セレナはe-POWERに加えて、ガソリン車(最安グレードのみ)、マイルドハイブリッド車もラインアップ

 そして、奥様を中心とするファミリー層を狙い、わかりやすい実用性能をアピールしているのがセレナである。キャビンは不満のない広さで、ハンズフリースライドドアやガラスハッチなども重宝する。

 パワートレーンを豊富に用意するのもセレナの特徴。最も魅力的で存在感が際立っているのは、リーフの電動化技術を応用したe-POWERだ。

 ラージクラスが買える価格だがモーターならではの気持ちいい加速フィールは魅力的。余裕ある走りに加え、静粛性に代表される快適性能も高い。ステップワゴンの1.5Lターボと並ぶ2位とした。

 マイルドハイブリッドとガソリン車は今一歩の魅力と実力だ。ファミリー層が重視する実用性能にこだわっているが、多人数乗車、荷物満載だとガソリン車は余裕がない。マイルドハイブリッドも、モーターが補助するのは発進時だから物足りなく感じる。

 ハンドリングもそれなりのレベルでいいと割り切っているのだろう。少し手を入れたe-POWERを除けば、平凡な実力にとどまっている。

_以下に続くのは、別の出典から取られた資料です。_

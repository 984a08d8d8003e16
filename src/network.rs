// Copyright (c) 2023, 2024 Frank Fischer <frank-fischer@shadow-soft.de>
// Copyright (c) 2026 The rs-netopt developers
//
// This program is free software: you can redistribute it and/or
// modify it under the terms of the GNU General Public License as
// published by the Free Software Foundation, either version 3 of the
// License, or (at your option) any later version.
//
// This program is distributed in the hope that it will be useful, but
// WITHOUT ANY WARRANTY; without even the implied warranty of
// MERCHANTABILITY or FITNESS FOR A PARTICULAR PURPOSE.  See the GNU
// General Public License for more details.
//
// You should have received a copy of the GNU General Public License
// along with this program.  If not, see  <http://www.gnu.org/licenses/>
//

//! A vector based network with named nodes.
//!
//! The network is a directed multigraph. Each edge has a designated
//! source and sink node, algorithms on undirected graphs (e.g.
//! [Kruskal](crate::mst::kruskal)) simply ignore the direction.
//!
//! Networks are static objects. They are constructed with a
//! [`NetworkBuilder`] and, once the construction is complete, converted
//! into a [`Network`].
//!
//! # Example
//!
//! ```
//! use rs_netopt::Network;
//!
//! let g = Network::new_with(|b| {
//!     let s = b.node("s");
//!     let t = b.node("t");
//!     let u = b.node("u");
//!     b.add_edge(s, u)?;
//!     b.add_edge(u, t)?;
//!     Ok(())
//! })
//! .unwrap();
//!
//! assert_eq!(g.num_nodes(), 3);
//! assert_eq!(g.num_edges(), 2);
//! let u = g.node("u").unwrap();
//! assert_eq!(g.outedges(u).map(|(_, v)| g.name(v)).collect::<Vec<_>>(), vec!["t"]);
//! ```

use crate::error::{Error, Result};

use std::collections::HashMap;
use std::fmt;

/// Node of a network.
///
/// This is basically a newtype of the node index.
#[derive(PartialEq, Eq, PartialOrd, Ord, Clone, Copy, Debug, Hash)]
pub struct Node(u32);

impl Node {
    /// Return the index of this node.
    pub fn index(self) -> usize {
        self.0 as usize
    }
}

impl fmt::Display for Node {
    fn fmt(&self, f: &mut fmt::Formatter) -> fmt::Result {
        write!(f, "{}", self.0)
    }
}

/// Edge of a network.
///
/// This is basically a newtype of the edge index.
#[derive(PartialEq, Eq, PartialOrd, Ord, Clone, Copy, Debug, Hash)]
pub struct Edge(u32);

impl Edge {
    /// Return the index of this edge.
    pub fn index(self) -> usize {
        self.0 as usize
    }
}

impl fmt::Display for Edge {
    fn fmt(&self, f: &mut fmt::Formatter) -> fmt::Result {
        write!(f, "{}", self.0)
    }
}

/// Data for a node in a network.
struct NodeData {
    name: String,
    outs: Vec<Edge>,
    ins: Vec<Edge>,
}

/// A directed multigraph with named nodes.
#[derive(Default)]
pub struct Network {
    nodes: Vec<NodeData>,
    // source and sink of each edge
    edges: Vec<[Node; 2]>,
    names: HashMap<String, Node>,
}

impl Network {
    /// Create a new network by passing a builder to the callback `f`.
    pub fn new_with<F>(f: F) -> Result<Network>
    where
        F: FnOnce(&mut NetworkBuilder) -> Result<()>,
    {
        let mut b = NetworkBuilder::new();
        f(&mut b)?;
        Ok(b.into_network())
    }

    /// Create a network from a list of arcs given by node names.
    ///
    /// Nodes are created in order of their first appearance.
    pub fn from_arcs<S: AsRef<str>>(arcs: &[(S, S)]) -> Result<Network> {
        Network::new_with(|b| {
            for (u, v) in arcs {
                let u = b.node(u.as_ref());
                let v = b.node(v.as_ref());
                b.add_edge(u, v)?;
            }
            Ok(())
        })
    }

    pub fn num_nodes(&self) -> usize {
        self.nodes.len()
    }

    pub fn num_edges(&self) -> usize {
        self.edges.len()
    }

    /// Return an iterator over all nodes in index order.
    pub fn nodes(&self) -> impl Iterator<Item = Node> + Clone {
        (0..self.nodes.len() as u32).map(Node)
    }

    /// Return an iterator over all edges in index order.
    pub fn edges(&self) -> impl Iterator<Item = Edge> + Clone {
        (0..self.edges.len() as u32).map(Edge)
    }

    /// Return the node with the given index.
    pub fn id2node(&self, id: usize) -> Node {
        debug_assert!(id < self.num_nodes());
        Node(id as u32)
    }

    /// Return the edge with the given index.
    pub fn id2edge(&self, id: usize) -> Edge {
        debug_assert!(id < self.num_edges());
        Edge(id as u32)
    }

    /// The source node of an edge.
    pub fn src(&self, e: Edge) -> Node {
        self.edges[e.index()][0]
    }

    /// The sink node of an edge.
    pub fn snk(&self, e: Edge) -> Node {
        self.edges[e.index()][1]
    }

    /// Both end nodes of an edge as `(source, sink)`.
    pub fn enodes(&self, e: Edge) -> (Node, Node) {
        let [u, v] = self.edges[e.index()];
        (u, v)
    }

    /// Outgoing edges of `u` together with their sink nodes.
    pub fn outedges(&self, u: Node) -> impl Iterator<Item = (Edge, Node)> + '_ {
        self.nodes[u.index()].outs.iter().map(move |&e| (e, self.snk(e)))
    }

    /// Incoming edges of `u` together with their source nodes.
    pub fn inedges(&self, u: Node) -> impl Iterator<Item = (Edge, Node)> + '_ {
        self.nodes[u.index()].ins.iter().map(move |&e| (e, self.src(e)))
    }

    /// All incident edges of `u` together with the respective other end node.
    ///
    /// Outgoing edges come first.
    pub fn neighs(&self, u: Node) -> impl Iterator<Item = (Edge, Node)> + '_ {
        self.outedges(u).chain(self.inedges(u))
    }

    /// The name of a node.
    pub fn name(&self, u: Node) -> &str {
        &self.nodes[u.index()].name
    }

    /// Return the node with the given name.
    pub fn node(&self, name: &str) -> Option<Node> {
        self.names.get(name).copied()
    }

    /// Return the node with the given name or an error if there is none.
    pub fn node_or_err(&self, name: &str) -> Result<Node> {
        self.node(name).ok_or_else(|| Error::UnknownNode(name.to_string()))
    }

    /// Return `(source name, sink name)` of an edge.
    pub fn edge_names(&self, e: Edge) -> (&str, &str) {
        let (u, v) = self.enodes(e);
        (self.name(u), self.name(v))
    }
}

impl fmt::Debug for Network {
    fn fmt(&self, f: &mut fmt::Formatter) -> fmt::Result {
        f.debug_struct("Network")
            .field("nodes", &self.nodes.iter().map(|u| &u.name).collect::<Vec<_>>())
            .field(
                "edges",
                &self.edges().map(|e| self.edge_names(e)).collect::<Vec<_>>(),
            )
            .finish()
    }
}

/// A builder for a [`Network`].
#[derive(Default)]
pub struct NetworkBuilder {
    net: Network,
}

impl NetworkBuilder {
    /// Create a new, empty builder.
    pub fn new() -> Self {
        Self::with_capacities(0, 0)
    }

    /// Create a new, empty builder reserving memory for some nodes and edges.
    pub fn with_capacities(nnodes: usize, nedges: usize) -> Self {
        NetworkBuilder {
            net: Network {
                nodes: Vec::with_capacity(nnodes),
                edges: Vec::with_capacity(nedges),
                names: HashMap::with_capacity(nnodes),
            },
        }
    }

    pub fn num_nodes(&self) -> usize {
        self.net.num_nodes()
    }

    pub fn num_edges(&self) -> usize {
        self.net.num_edges()
    }

    /// Add a new node with a unique name.
    pub fn add_node(&mut self, name: &str) -> Result<Node> {
        if self.net.names.contains_key(name) {
            return Err(Error::DuplicateNode(name.to_string()));
        }
        Ok(self.insert(name))
    }

    /// Return the node with the given name, adding it if necessary.
    pub fn node(&mut self, name: &str) -> Node {
        match self.net.node(name) {
            Some(u) => u,
            None => self.insert(name),
        }
    }

    fn insert(&mut self, name: &str) -> Node {
        let u = Node(self.net.nodes.len() as u32);
        self.net.nodes.push(NodeData {
            name: name.to_string(),
            outs: vec![],
            ins: vec![],
        });
        self.net.names.insert(name.to_string(), u);
        u
    }

    /// Add a new edge from `u` to `v`.
    pub fn add_edge(&mut self, u: Node, v: Node) -> Result<Edge> {
        let n = self.net.num_nodes();
        for x in [u, v].iter() {
            if x.index() >= n {
                return Err(Error::InvalidNode { index: x.index(), count: n });
            }
        }
        if u == v {
            return Err(Error::Loop(self.net.name(u).to_string()));
        }
        let e = Edge(self.net.edges.len() as u32);
        self.net.edges.push([u, v]);
        self.net.nodes[u.index()].outs.push(e);
        self.net.nodes[v.index()].ins.push(e);
        Ok(e)
    }

    /// Turn the builder into a network.
    pub fn into_network(self) -> Network {
        self.net
    }
}

#[cfg(test)]
mod tests {
    use super::*;

    fn diamond() -> Network {
        Network::from_arcs(&[("s", "a"), ("s", "b"), ("a", "t"), ("b", "t"), ("a", "b")]).unwrap()
    }

    #[test]
    fn test_adjacencies() {
        let g = diamond();
        assert_eq!(g.num_nodes(), 4);
        assert_eq!(g.num_edges(), 5);

        for u in g.nodes() {
            for (e, v) in g.outedges(u) {
                assert_eq!(g.src(e), u);
                assert_eq!(g.snk(e), v);
            }
            for (e, v) in g.inedges(u) {
                assert_eq!(g.src(e), v);
                assert_eq!(g.snk(e), u);
            }
        }

        let a = g.node("a").unwrap();
        let neighs: Vec<_> = g.neighs(a).map(|(_, v)| g.name(v)).collect();
        assert_eq!(neighs, vec!["t", "b", "s"]);
    }

    #[test]
    fn test_names() {
        let g = diamond();
        assert_eq!(g.nodes().map(|u| g.name(u)).collect::<Vec<_>>(), vec!["s", "a", "b", "t"]);
        assert!(g.node("x").is_none());
        assert!(matches!(g.node_or_err("x"), Err(Error::UnknownNode(ref n)) if n == "x"));
        assert_eq!(g.edge_names(g.id2edge(4)), ("a", "b"));
    }

    #[test]
    fn test_parallel_edges() {
        let g = Network::from_arcs(&[("1", "3"), ("1", "3")]).unwrap();
        assert_eq!(g.num_edges(), 2);
        let u = g.node("1").unwrap();
        assert_eq!(g.outedges(u).count(), 2);
    }

    #[test]
    fn test_builder_errors() {
        let mut b = NetworkBuilder::new();
        let u = b.add_node("u").unwrap();
        assert!(matches!(b.add_node("u"), Err(Error::DuplicateNode(_))));
        assert!(matches!(b.add_edge(u, u), Err(Error::Loop(_))));
        assert!(matches!(
            b.add_edge(u, Node(7)),
            Err(Error::InvalidNode { index: 7, count: 1 })
        ));
    }
}
//! Typed per-node attributes.
//!
//! Rewrite passes annotate nodes with facts they derive (scopes, inferred
//! types, "already guarded" markers). Each fact has an [`AttributeKey`] that
//! fixes the type of its value, so reads never need a cast.

use std::any::Any;
use std::collections::HashMap;
use std::fmt;
use std::marker::PhantomData;

/// Names an attribute and the type of its value.
///
/// Keys are usually declared as constants:
///
/// ```
/// use ward_tree::AttributeKey;
///
/// const GUARDED: AttributeKey<bool> = AttributeKey::new("guarded");
/// assert_eq!(GUARDED.name(), "guarded");
/// ```
pub struct AttributeKey<T> {
    name: &'static str,
    _value: PhantomData<fn() -> T>,
}

impl<T> AttributeKey<T> {
    pub const fn new(name: &'static str) -> Self {
        Self {
            name,
            _value: PhantomData,
        }
    }

    pub fn name(&self) -> &'static str {
        self.name
    }
}

impl<T> Clone for AttributeKey<T> {
    fn clone(&self) -> Self {
        *self
    }
}

impl<T> Copy for AttributeKey<T> {}

impl<T> fmt::Debug for AttributeKey<T> {
    fn fmt(&self, f: &mut fmt::Formatter<'_>) -> fmt::Result {
        write!(f, "AttributeKey({:?})", self.name)
    }
}

/// The attribute map of one node.
///
/// Read through [`Tree::attributes`](crate::Tree::attributes); written through
/// [`Tree::set_attribute`](crate::Tree::set_attribute), which refuses once the
/// node is frozen.
#[derive(Default)]
pub struct Attributes {
    values: HashMap<&'static str, Box<dyn Any>>,
    frozen: bool,
}

impl Attributes {
    /// The value stored under `key`, if it has the key's type.
    pub fn get<T: Any>(&self, key: AttributeKey<T>) -> Option<&T> {
        self.values.get(key.name)?.downcast_ref()
    }

    pub fn contains<T: Any>(&self, key: AttributeKey<T>) -> bool {
        self.get(key).is_some()
    }

    pub fn len(&self) -> usize {
        self.values.len()
    }

    pub fn is_empty(&self) -> bool {
        self.values.is_empty()
    }

    pub fn is_frozen(&self) -> bool {
        self.frozen
    }

    /// Attribute names in sorted order.
    pub fn names(&self) -> Vec<&'static str> {
        let mut names: Vec<_> = self.values.keys().copied().collect();
        names.sort_unstable();
        names
    }

    /// Stores `value`, returning the previous value if it had the same type.
    pub(crate) fn insert<T: Any>(&mut self, key: AttributeKey<T>, value: T) -> Option<T> {
        let previous = self.values.insert(key.name, Box::new(value))?;
        previous.downcast().ok().map(|boxed| *boxed)
    }

    pub(crate) fn remove<T: Any>(&mut self, key: AttributeKey<T>) -> Option<T> {
        if !self.contains(key) {
            return None;
        }
        let removed = self.values.remove(key.name)?;
        removed.downcast().ok().map(|boxed| *boxed)
    }

    pub(crate) fn freeze(&mut self) {
        self.frozen = true;
    }
}

impl fmt::Debug for Attributes {
    fn fmt(&self, f: &mut fmt::Formatter<'_>) -> fmt::Result {
        f.debug_struct("Attributes")
            .field("names", &self.names())
            .field("frozen", &self.frozen)
            .finish()
    }
}
#[cfg(test)]
mod tests {
    use super::*;
    use crate::stream::tests::stream;
    use pretty_assertions::assert_eq;
    use MarkupTokenKind::*;

    fn split(source: &str) -> Vec<(MarkupTokenKind, String)> {
        let mut splitter = MarkupSplitter::new(stream(source));
        let mut out = Vec::new();
        while splitter.has_next().unwrap() {
            let token = splitter.next_token().unwrap();
            out.push((token.kind, token.text));
        }
        out
    }

    fn lex(source: &str) -> Vec<(MarkupTokenKind, String)> {
        lex_with(source, MarkupConfig::default())
    }

    fn lex_with(source: &str, config: MarkupConfig) -> Vec<(MarkupTokenKind, String)> {
        let mut lexer = MarkupLexer::with_config(stream(source), config);
        let mut out = Vec::new();
        while lexer.has_next().unwrap() {
            let token = lexer.next_token().unwrap();
            out.push((token.kind, token.text));
        }
        out
    }

    fn t(kind: MarkupTokenKind, text: &str) -> (MarkupTokenKind, String) {
        (kind, text.to_string())
    }

    // =========================================================================
    // Splitter
    // =========================================================================

    #[test]
    fn test_split_empty() {
        assert!(split("").is_empty());
    }

    #[test]
    fn test_split_plain_text() {
        assert_eq!(split("hello world"), vec![t(Text, "hello world")]);
    }

    #[test]
    fn test_split_tag_with_attribute() {
        assert_eq!(
            split(r#"<a href="x">"#),
            vec![
                t(TagStart, "<a"),
                t(Ignorable, " "),
                t(Text, "href"),
                t(Text, "="),
                t(QuotedString, r#""x""#),
                t(TagEnd, ">"),
            ]
        );
    }

    #[test]
    fn test_split_self_closing() {
        assert_eq!(
            split("<br/>"),
            vec![t(TagStart, "<br"), t(TagEnd, "/>")]
        );
    }

    #[test]
    fn test_split_close_tag() {
        assert_eq!(
            split("</p >"),
            vec![t(TagStart, "</p"), t(Ignorable, " "), t(TagEnd, ">")]
        );
    }

    #[test]
    fn test_split_comment() {
        assert_eq!(
            split("a<!-- x -- y -->b"),
            vec![t(Text, "a"), t(Comment, "<!-- x -- y -->"), t(Text, "b")]
        );
    }

    #[test]
    fn test_split_comment_single_dash_inside() {
        assert_eq!(
            split("<!-- a-b -->c"),
            vec![t(Comment, "<!-- a-b -->"), t(Text, "c")]
        );
    }

    #[test]
    fn test_split_directive() {
        assert_eq!(
            split("<!DOCTYPE html><p>"),
            vec![t(Directive, "<!DOCTYPE html>"), t(TagStart, "<p"), t(TagEnd, ">")]
        );
    }

    #[test]
    fn test_split_processing_instruction() {
        assert_eq!(
            split("<?xml version='1.0' ?>x"),
            vec![t(Directive, "<?xml version='1.0' ?>"), t(Text, "x")]
        );
    }

    #[test]
    fn test_split_server_code() {
        assert_eq!(
            split("<% a > b %>"),
            vec![t(ServerCode, "<% a > b %>")]
        );
    }

    #[test]
    fn test_split_cdata_in_xml() {
        let mut splitter = MarkupSplitter::with_config(stream("<![CDATA[a]]>b]]>"), MarkupConfig::xml());
        let first = splitter.next_token().unwrap();
        assert_eq!((first.kind, first.text.as_str()), (Cdata, "<![CDATA[a]]>"));
    }

    #[test]
    fn test_split_cdata_in_html_is_directive() {
        assert_eq!(split("<![CDATA[a]]>")[0], t(Directive, "<![CDATA[a]]>"));
    }

    #[test]
    fn test_split_unterminated_constructs_keep_their_kind() {
        assert_eq!(split("<!-- open"), vec![t(Comment, "<!-- open")]);
        assert_eq!(split("<!DOCTYPE"), vec![t(Directive, "<!DOCTYPE")]);
        assert_eq!(split("<? pi"), vec![t(Directive, "<? pi")]);
        assert_eq!(split("<% code"), vec![t(ServerCode, "<% code")]);
        assert_eq!(split("<div"), vec![t(TagStart, "<div")]);
        assert_eq!(split("<!"), vec![t(Text, "<!")]);
    }

    #[test]
    fn test_split_lone_angle_brackets() {
        assert_eq!(split("<"), vec![t(Text, "<")]);
        assert_eq!(split("a < b"), vec![t(Text, "a "), t(Text, "< b")]);
        assert_eq!(
            split("<<b>"),
            vec![t(Text, "<"), t(TagStart, "<b"), t(TagEnd, ">")]
        );
        assert_eq!(split("</ x"), vec![t(Text, "</ x")]);
    }

    #[test]
    fn test_split_unquoted_word_stops_before_self_close() {
        assert_eq!(
            split("<a b/>"),
            vec![
                t(TagStart, "<a"),
                t(Ignorable, " "),
                t(Text, "b"),
                t(TagEnd, "/>"),
            ]
        );
    }

    #[test]
    fn test_split_quote_not_after_eq_is_text() {
        assert_eq!(
            split(r#"<a "b">"#),
            vec![
                t(TagStart, "<a"),
                t(Ignorable, " "),
                t(Text, "\""),
                t(Text, "b\""),
                t(TagEnd, ">"),
            ]
        );
    }

    #[test]
    fn test_split_chunks_are_contiguous() {
        let mut splitter = MarkupSplitter::new(stream("<p class=x>a\nb<!--c-->"));
        let mut offset = 0;
        while splitter.has_next().unwrap() {
            let token = splitter.next_token().unwrap();
            assert_eq!(token.span.start_offset(), offset);
            assert_eq!(token.span.length(), token.text.chars().count());
            offset = token.span.end_offset();
        }
        assert_eq!(offset, 22);
    }

    #[test]
    fn test_split_exhausted_is_end_of_input() {
        let mut splitter = MarkupSplitter::new(stream("x"));
        splitter.next_token().unwrap();
        match splitter.next_token() {
            Err(LexerError::Parse(err)) => {
                assert_eq!(err.kind, crate::MessageKind::EndOfInput)
            }
            other => panic!("expected end of input, got {other:?}"),
        }
    }

    // =========================================================================
    // Raw text
    // =========================================================================

    #[test]
    fn test_script_content_is_unescaped() {
        assert_eq!(
            split("<script>if (a<b) x='</p>'</script>"),
            vec![
                t(TagStart, "<script"),
                t(TagEnd, ">"),
                t(Unescaped, "if (a"),
                t(Unescaped, "<b) x='"),
                t(Unescaped, "</p"),
                t(Unescaped, ">'"),
                t(TagStart, "</script"),
                t(TagEnd, ">"),
            ]
        );
    }

    #[test]
    fn test_raw_text_close_tag_is_case_insensitive() {
        let tokens = split("<STYLE>a<!--b</style>c");
        assert_eq!(
            tokens,
            vec![
                t(TagStart, "<STYLE"),
                t(TagEnd, ">"),
                t(Unescaped, "a"),
                t(Unescaped, "<!--b"),
                t(TagStart, "</style"),
                t(TagEnd, ">"),
                t(Text, "c"),
            ]
        );
    }

    #[test]
    fn test_server_code_in_raw_text_keeps_kind() {
        assert_eq!(
            split("<script><% x %></script>")[2],
            t(ServerCode, "<% x %>")
        );
    }

    #[test]
    fn test_xml_has_no_raw_text() {
        let mut splitter = MarkupSplitter::with_config(stream("<script><b>"), MarkupConfig::xml());
        let mut kinds = Vec::new();
        while splitter.has_next().unwrap() {
            kinds.push(splitter.next_token().unwrap().kind);
        }
        assert_eq!(kinds, vec![TagStart, TagEnd, TagStart, TagEnd]);
    }

    // =========================================================================
    // Lexer
    // =========================================================================

    #[test]
    fn test_lex_anchor() {
        assert_eq!(
            lex(r#"<a href="x">t</a>"#),
            vec![
                t(TagStart, "<a"),
                t(AttrName, "href"),
                t(AttrValue, r#""x""#),
                t(TagEnd, ">"),
                t(Text, "t"),
                t(TagStart, "</a"),
                t(TagEnd, ">"),
            ]
        );
    }

    #[test]
    fn test_lex_via_tokenize() {
        let tokens = MarkupLexer::tokenize("<b>hi</b>").unwrap();
        assert_eq!(tokens.len(), 5);
        assert_eq!(tokens[2].text, "hi");
        assert_eq!(tokens[2].span.start_offset(), 3);
    }

    #[test]
    fn test_lex_valueless_attributes() {
        assert_eq!(
            lex("<input checked disabled>"),
            vec![
                t(TagStart, "<input"),
                t(AttrName, "checked"),
                t(AttrName, "disabled"),
                t(TagEnd, ">"),
            ]
        );
    }

    #[test]
    fn test_lex_unquoted_value_with_equals() {
        assert_eq!(
            lex("<a onclick=this.clicked=true>"),
            vec![
                t(TagStart, "<a"),
                t(AttrName, "onclick"),
                t(AttrValue, "this.clicked=true"),
                t(TagEnd, ">"),
            ]
        );
    }

    #[test]
    fn test_lex_unquoted_value_with_space() {
        assert_eq!(
            lex("<a title=foo bar>"),
            vec![
                t(TagStart, "<a"),
                t(AttrName, "title"),
                t(AttrValue, "foo bar"),
                t(TagEnd, ">"),
            ]
        );
    }

    #[test]
    fn test_lex_unquoted_value_stops_at_next_attribute() {
        assert_eq!(
            lex("<a title=foo href=bar checked>"),
            vec![
                t(TagStart, "<a"),
                t(AttrName, "title"),
                t(AttrValue, "foo"),
                t(AttrName, "href"),
                t(AttrValue, "bar"),
                t(AttrName, "checked"),
                t(TagEnd, ">"),
            ]
        );
        assert_eq!(
            lex("<input value=x checked>")[2],
            t(AttrValue, "x")
        );
    }

    #[test]
    fn test_lex_empty_value_before_tag_end() {
        let tokens = lex("<input checked=>");
        assert_eq!(
            tokens,
            vec![
                t(TagStart, "<input"),
                t(AttrName, "checked"),
                t(AttrValue, ""),
                t(TagEnd, ">"),
            ]
        );
    }

    #[test]
    fn test_lex_merges_text() {
        assert_eq!(
            lex("a < b & c"),
            vec![t(Text, "a < b & c")]
        );
    }

    #[test]
    fn test_lex_merged_text_spans_both_chunks() {
        let mut lexer = MarkupLexer::new(stream("a < b"));
        let token = lexer.next_token().unwrap();
        assert_eq!((token.span.start_offset(), token.span.end_offset()), (0, 5));
    }

    #[test]
    fn test_lex_merges_unescaped_script_body() {
        assert_eq!(
            lex("<script>a<b</script>"),
            vec![
                t(TagStart, "<script"),
                t(TagEnd, ">"),
                t(Unescaped, "a<b"),
                t(TagStart, "</script"),
                t(TagEnd, ">"),
            ]
        );
    }

    #[test]
    fn test_lex_xml_toggle() {
        let mut lexer = MarkupLexer::new(stream("<script><b/></script>"));
        assert!(!lexer.treated_as_xml());
        lexer.set_treated_as_xml(true);
        assert!(lexer.treated_as_xml());
        let mut kinds = Vec::new();
        while lexer.has_next().unwrap() {
            kinds.push(lexer.next_token().unwrap().kind);
        }
        assert_eq!(
            kinds,
            vec![TagStart, TagEnd, TagStart, TagEnd, TagStart, TagEnd]
        );
    }

    #[test]
    fn test_lex_xml_keeps_unquoted_values_short() {
        assert_eq!(
            lex_with("<a t=foo bar>", MarkupConfig::xml())[2],
            t(AttrValue, "foo")
        );
    }

    #[test]
    fn test_lex_comment_passes_through() {
        assert_eq!(
            lex("<!-- c --><p>"),
            vec![t(Comment, "<!-- c -->"), t(TagStart, "<p"), t(TagEnd, ">")]
        );
    }
}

だが、乗り心地にはこだわっているから、元気な走りをしなければ快適だ。

 鳴り物入りで登場した自動運転化技術の「プロパイロット」も、セレナの走りの実力がそれなりだから使い切れていないところがある。

 また、ステップワゴンがホンダセンシングを全車に標準装備しているのに対し、セレナはオプション設定だ。この消極的な姿勢もマイナスとなっている。

ノア系は安全装備に物足りなさ

安全装備で競合車に水をあけられたノア/ヴォクシー。改良で進化版の予防安全装備を追加すれば、大幅に商品力はアップするはず

 ノア/ヴォクシー/エスクァイアは、ステップワゴンとセレナの後塵を拝し、ハイブリッド車が5位にとどまった。だが、実際にはトータル性能の高いミニバンだ。

 ハイブリッド以外に飛び道具はないが、ハイブリッド車、ガソリン車ともに平均点が高く、ファミリー派には魅力的。扱いやすく、快適装備も充実し、キャビンも2列目までは広く快適だ。動力性能も満足できる実力。特にハイブリッド車はドライバビリティ、実用燃費ともに優秀で快適性能もミディアムクラスではトップレベルだ。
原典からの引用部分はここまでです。